_WHAT NEEDS TO BE DONE:_ Your answer should be the lines below from the one holding "pub const MAX: u8 = 39;" through the one holding "impl TryFrom<u8> for", copied exactly and with nothing else.

_RECORD SET:_
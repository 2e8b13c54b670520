// Copyright © SixtyFPS GmbH <info@slint.dev>
// SPDX-License-Identifier: MIT

use serde::{Deserialize, Serialize};

use crate::ConfigError;

/// An ESP32 GPIO number.
#[derive(Serialize, Deserialize, Clone, Copy, Debug, PartialEq, Eq, Hash, PartialOrd, Ord)]
#[serde(try_from = "u8", into = "u8")]
pub struct GpioPin(u8);

impl GpioPin {
    pub const MAX: u8 = 39;

    /// Board defaults only.
    const fn known(number: u8) -> Self {
        assert!(number <= Self::MAX);
        Self(number)
    }

    pub fn new(number: u8) -> Result<Self, ConfigError> {
        if number > Self::MAX {
            return Err(ConfigError::InvalidPin(number));
        }
        Ok(Self(number))
    }

    pub const fn number(self) -> u8 {
        self.0
    }

    /// GPIO34 to GPIO39 have no output driver.
    pub const fn is_input_only(self) -> bool {
        self.0 >= 34
    }
}

impl TryFrom<u8> for GpioPin {
    type Error = ConfigError;

    fn try_from(number: u8) -> Result<Self, Self::Error> {
        Self::new(number)
    }
}

impl From<GpioPin> for u8 {
    fn from(pin: GpioPin) -> Self {
        pin.0
    }
}

impl core::fmt::Display for GpioPin {
    fn fmt(&self, f: &mut core::fmt::Formatter<'_>) -> core::fmt::Result {
        write!(f, "GPIO{}", self.0)
    }
}

/// I2C bus used by `Wire.begin()` on the CYD extension header.
#[derive(Serialize, Deserialize, Clone, Copy, Debug, PartialEq, Eq)]
#[serde(default, deny_unknown_fields)]
pub struct I2cPins {
    pub sda: GpioPin,
    pub scl: GpioPin,
}

impl Default for I2cPins {
    fn default() -> Self {
        Self {
            sda: GpioPin::known(22),
            scl: GpioPin::known(27),
        }
    }
}

/// XPT2046 resistive touch controller.
#[derive(Serialize, Deserialize, Clone, Copy, Debug, PartialEq, Eq)]
#[serde(default, deny_unknown_fields)]
pub struct TouchPins {
    pub irq: GpioPin,
    pub mosi: GpioPin,
    pub miso: GpioPin,
    pub clk: GpioPin,
    pub cs: GpioPin,
}

impl Default for TouchPins {
    fn default() -> Self {
        Self {
            irq: GpioPin::known(36),
            mosi: GpioPin::known(32),
            miso: GpioPin::known(39),
            clk: GpioPin::known(25),
            cs: GpioPin::known(33),
        }
    }
}

/// ILI9341 TFT panel.
#[derive(Serialize, Deserialize, Clone, Copy, Debug, PartialEq, Eq)]
#[serde(default, deny_unknown_fields)]
pub struct TftPins {
    pub backlight: GpioPin,
    pub cs: GpioPin,
    pub dc: GpioPin,
    pub miso: GpioPin,
    pub mosi: GpioPin,
    pub sclk: GpioPin,
    /// `None` when the panel reset is tied to the board's EN line.
    pub rst: Option<GpioPin>,
}

impl Default for TftPins {
    fn default() -> Self {
        Self {
            backlight: GpioPin::known(21),
            cs: GpioPin::known(15),
            dc: GpioPin::known(2),
            miso: GpioPin::known(12),
            mosi: GpioPin::known(13),
            sclk: GpioPin::known(14),
            rst: None,
        }
    }
}

/// Every pin the firmware drives or reads, grouped by peripheral.
#[derive(Serialize, Deserialize, Clone, Copy, Debug, Default, PartialEq, Eq)]
#[serde(default, deny_unknown_fields)]
pub struct PinMap {
    pub i2c: I2cPins,
    pub touch: TouchPins,
    pub tft: TftPins,
}

/// A pin assignment and whether the role needs an output driver.
struct Role {
    name: &'static str,
    pin: GpioPin,
    output: bool,
}

impl PinMap {
    fn roles(&self) -> Vec<Role> {
        let role = |name, pin, output| Role { name, pin, output };
        let mut roles = vec![
            role("I2C SDA", self.i2c.sda, true),
            role("I2C SCL", self.i2c.scl, true),
            role("touch IRQ", self.touch.irq, false),
            role("touch MOSI", self.touch.mosi, true),
            role("touch MISO", self.touch.miso, false),
            role("touch CLK", self.touch.clk, true),
            role("touch CS", self.touch.cs, true),
            role("TFT backlight", self.tft.backlight, true),
            role("TFT CS", self.tft.cs, true),
            role("TFT DC", self.tft.dc, true),
            role("TFT MISO", self.tft.miso, false),
            role("TFT MOSI", self.tft.mosi, true),
            role("TFT SCLK", self.tft.sclk, true),
        ];
        if let Some(rst) = self.tft.rst {
            roles.push(role("TFT RST", rst, true));
        }
        roles
    }

    /// Rejects pins shared between two roles and outputs placed on input-only pins.
    pub fn validate(&self) -> Result<(), ConfigError> {
        let roles = self.roles();

        for (i, role) in roles.iter().enumerate() {
            if role.output && role.pin.is_input_only() {
                return Err(ConfigError::InputOnlyPin {
                    pin: role.pin.number(),
                    role: role.name,
                });
            }

            if let Some(other) = roles[..i].iter().find(|other| other.pin == role.pin) {
                return Err(ConfigError::PinConflict {
                    pin: role.pin.number(),
                    first: other.name,
                    second: role.name,
                });
            }
        }

        Ok(())
    }
}

#[test]
fn test_default_pin_map_is_valid() {
    let pins = PinMap::default();
    pins.validate().unwrap();

    assert_eq!(pins.touch.irq.number(), 36);
    assert!(pins.touch.miso.is_input_only());
    assert_eq!(pins.tft.rst, None);
}

#[test]
fn test_pin_out_of_range() {
    assert!(matches!(GpioPin::new(40), Err(ConfigError::InvalidPin(40))));
    assert!(serde_json::from_str::<GpioPin>("48").is_err());
}

#[test]
fn test_pin_conflict() {
    let mut pins = PinMap::default();
    pins.tft.cs = pins.touch.cs;

    match pins.validate() {
        Err(ConfigError::PinConflict { pin, first, second }) => {
            assert_eq!(pin, 33);
            assert_eq!(first, "touch CS");
            assert_eq!(second, "TFT CS");
        }
        other => panic!("unexpected result: {other:?}"),
    }
}

#[test]
fn test_output_on_input_only_pin() {
    let mut pins = PinMap::default();
    pins.tft.backlight = GpioPin::new(35).unwrap();

    assert!(matches!(
        pins.validate(),
        Err(ConfigError::InputOnlyPin { pin: 35, role: "TFT backlight" })
    ));
}

#[test]
fn test_partial_pin_group_keeps_defaults() {
    let pins: PinMap = serde_json::from_str(r#"{ "tft": { "backlight": 27 }, "i2c": { "scl": 21 } }"#).unwrap();

    assert_eq!(pins.tft.backlight.number(), 27);
    assert_eq!(pins.tft.cs, TftPins::default().cs);
    assert_eq!(pins.tft.rst, None);
    assert_eq!(pins.i2c.sda, I2cPins::default().sda);
    assert_eq!(pins.i2c.scl.number(), 21);
    assert_eq!(pins.touch, TouchPins::default());
}

#[test]
fn test_unknown_pin_name_rejected() {
    assert!(serde_json::from_str::<PinMap>(r#"{ "tft": { "back_light": 27 } }"#).is_err());
}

_EXERCISE RESPONSE:_
    pub const MAX: u8 = 39;

    /// Board defaults only.
    const fn known(number: u8) -> Self {
        assert!(number <= Self::MAX);
        Self(number)
    }

    pub fn new(number: u8) -> Result<Self, ConfigError> {
        if number > Self::MAX {
            return Err(ConfigError::InvalidPin(number));
        }
        Ok(Self(number))
    }

    pub const fn number(self) -> u8 {
        self.0
    }

    /// GPIO34 to GPIO39 have no output driver.
    pub const fn is_input_only(self) -> bool {
        self.0 >= 34
    }
}

impl TryFrom<u8> for GpioPin {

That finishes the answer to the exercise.